Clinical Manifestations and Management of Terbinafine‐Induced Acute Generalized Exanthematous Pustulosis

Abstract

Background. Acute generalized exanthematous pustulosis (AGEP) is a rare and serious adverse reaction of terbinafine. Understanding AGEP and terbinafine is primarily based on case reports. The purpose is to explore the clinical characteristics of terbinafine‐induced AGEP, and to provide reference for clinical diagnosis and treatment. Methods. Case reports and original studies of terbinafine‐induced AGEP were retrieved by searching Chinese and English databases from January, 1991, to May 31, 2022. Results. The median age of the 32 patients (17 males and 15 females) was 55 years (range: 6–84). The median time to onset of AGEP is 8 days (range: 1–77) and is usually accompanied by fever (>38°C) and elevated neutrophil levels (>8000/mm3). Four patients (12.5%) had oral mucosal involvement, and 10 patients (31.3%) developed postpustular desquamation.

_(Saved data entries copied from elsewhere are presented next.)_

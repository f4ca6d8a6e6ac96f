//! Partitioned map-reduce over in-memory sequences: grouping by key, filtering and mapping.
//!
//! The input is cut into contiguous partitions, each worker reduces its own partition into a
//! local result, and the calling thread alone merges the local results in partition order.

use crate::{config::Config, error::Result, split};
use log::debug;
use std::{
    collections::{hash_map, BTreeMap, HashMap},
    hash::Hash,
    time::Instant,
};
use threadpool::ThreadPool;

/// Sample payload row.
#[derive(Debug, Clone, PartialEq, Eq, Hash)]
pub struct Record {
    pub name: String,
    pub age: u32,
    pub address: String,
}

impl Record {
    pub fn new(name: impl Into<String>, age: u32, address: impl Into<String>) -> Self {
        Self {
            name: name.into(),
            age,
            address: address.into(),
        }
    }

    /// The six sample rows the demos are built from.
    pub fn samples() -> Vec<Record> {
        vec![
            Record::new("Jack", 21, "NewYork"),
            Record::new("Jime", 26, "China"),
            Record::new("Tina", 29, "ShangHai"),
            Record::new("Luo", 30, "Beijing"),
            Record::new("Wang", 60, "Guangdong"),
            Record::new("Feng", 25, "YunNan"),
        ]
    }
}

/// Values grouped by key. Within a key, values keep their input order.
#[derive(Debug, Clone)]
pub struct Grouping<K, V> {
    groups: HashMap<K, Vec<V>>,
}

impl<K, V> Default for Grouping<K, V> {
    fn default() -> Self {
        Self {
            groups: HashMap::new(),
        }
    }
}

impl<K: Eq + Hash, V: PartialEq> PartialEq for Grouping<K, V> {
    fn eq(&self, other: &Self) -> bool {
        self.groups == other.groups
    }
}

impl<K: Eq + Hash, V: Eq> Eq for Grouping<K, V> {}

impl<K, V> Grouping<K, V> {
    /// Number of distinct keys.
    pub fn len(&self) -> usize {
        self.groups.len()
    }

    pub fn is_empty(&self) -> bool {
        self.groups.is_empty()
    }

    pub fn keys(&self) -> impl Iterator<Item = &K> {
        self.groups.keys()
    }

    pub fn iter(&self) -> impl Iterator<Item = (&K, &[V])> {
        self.groups.iter().map(|(k, vs)| (k, vs.as_slice()))
    }

    /// Group sizes, ordered by key.
    pub fn counts(&self) -> BTreeMap<K, usize>
    where
        K: Ord + Clone,
    {
        self.groups.iter().map(|(k, vs)| (k.clone(), vs.len())).collect()
    }

    pub fn into_inner(self) -> HashMap<K, Vec<V>> {
        self.groups
    }
}

impl<K: Eq + Hash, V> Grouping<K, V> {
    pub fn get(&self, key: &K) -> Option<&[V]> {
        self.groups.get(key).map(Vec::as_slice)
    }

    fn merge(&mut self, local: HashMap<K, Vec<V>>) {
        for (key, mut values) in local {
            match self.groups.entry(key) {
                hash_map::Entry::Occupied(mut e) => e.get_mut().append(&mut values),
                hash_map::Entry::Vacant(e) => {
                    e.insert(values);
                }
            }
        }
    }
}

impl<K, V> IntoIterator for Grouping<K, V> {
    type Item = (K, Vec<V>);
    type IntoIter = hash_map::IntoIter<K, Vec<V>>;

    fn into_iter(self) -> Self::IntoIter {
        self.groups.into_iter()
    }
}

fn group_local<K, V, F>(part: Vec<V>, key_fn: &F) -> HashMap<K, Vec<V>>
where
    K: Eq + Hash,
    F: Fn(&V) -> K,
{
    let mut local = HashMap::<K, Vec<V>>::new();
    for value in part {
        local.entry(key_fn(&value)).or_default().push(value);
    }
    local
}

pub struct GroupingEngine {
    pool: ThreadPool,
    partitions: usize,
    threshold: usize,
}

impl GroupingEngine {
    pub fn new(config: &Config) -> Self {
        Self {
            pool: split::build_pool(config, "group"),
            partitions: config.partitions.max(1),
            threshold: config.parallelism_threshold,
        }
    }

    /// Groups `values` by `key_fn` using the configured number of partitions.
    pub fn group_by<K, V, F>(&self, values: Vec<V>, key_fn: F) -> Result<Grouping<K, V>>
    where
        K: Eq + Hash + Send + 'static,
        V: Send + 'static,
        F: Fn(&V) -> K + Send + Sync + 'static,
    {
        self.group_by_with(values, key_fn, self.partitions)
    }

    pub fn group_by_with<K, V, F>(
        &self,
        values: Vec<V>,
        key_fn: F,
        partitions: usize,
    ) -> Result<Grouping<K, V>>
    where
        K: Eq + Hash + Send + 'static,
        V: Send + 'static,
        F: Fn(&V) -> K + Send + Sync + 'static,
    {
        let started = Instant::now();
        let total = values.len();
        let locals = split::split_map(&self.pool, values, partitions, self.threshold, move |part| {
            group_local(part, &key_fn)
        })?;

        let n_locals = locals.len();
        let mut grouping = Grouping::default();
        for local in locals {
            grouping.merge(local);
        }

        debug!(
            "grouped {} values into {} keys over {} partitions in {:?}",
            total,
            grouping.len(),
            n_locals,
            started.elapsed(),
        );
        Ok(grouping)
    }

    /// Keeps the values matching `predicate`, in input order.
    pub fn filter<V, P>(&self, values: Vec<V>, predicate: P) -> Result<Vec<V>>
    where
        V: Send + 'static,
        P: Fn(&V) -> bool + Send + Sync + 'static,
    {
        let keep = move |part: Vec<V>| {
            part.into_iter().filter(|v| predicate(v)).collect::<Vec<_>>()
        };
        let parts = split::split_map(&self.pool, values, self.partitions, self.threshold, keep)?;
        Ok(parts.into_iter().flatten().collect())
    }

    /// Applies `f` to every value, in input order.
    pub fn map<T, R, F>(&self, values: Vec<T>, f: F) -> Result<Vec<R>>
    where
        T: Send + 'static,
        R: Send + 'static,
        F: Fn(T) -> R + Send + Sync + 'static,
    {
        let apply = move |part: Vec<T>| part.into_iter().map(&f).collect::<Vec<_>>();
        let parts = split::split_map(&self.pool, values, self.partitions, self.threshold, apply)?;
        Ok(parts.into_iter().flatten().collect())
    }
}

The lesions were mainly distributed in the trunk (43.8%), the whole body (34.4%), and the extremities (53.1%). Skin biopsy revealed subcorneal pustules (65.6%), intraepidermal cavernous pustules (43.8%), necrotic keratinocytes (15.6%), spongy hyperplasia (25.0%), neutrophil exocytosis (34.4%), and papillary dermal edema (40.6%). AGEP resolved completely in all patients at a median time of 12 days (range: 2–90) after discontinuation of terbinafine and symptomatic therapy. Conclusion. Clinicians should be aware that terbinafine‐induced AGEP is a rare cutaneous adverse reaction. AGEP usually occurs within 2 weeks after administration and has a good prognosis after discontinuation.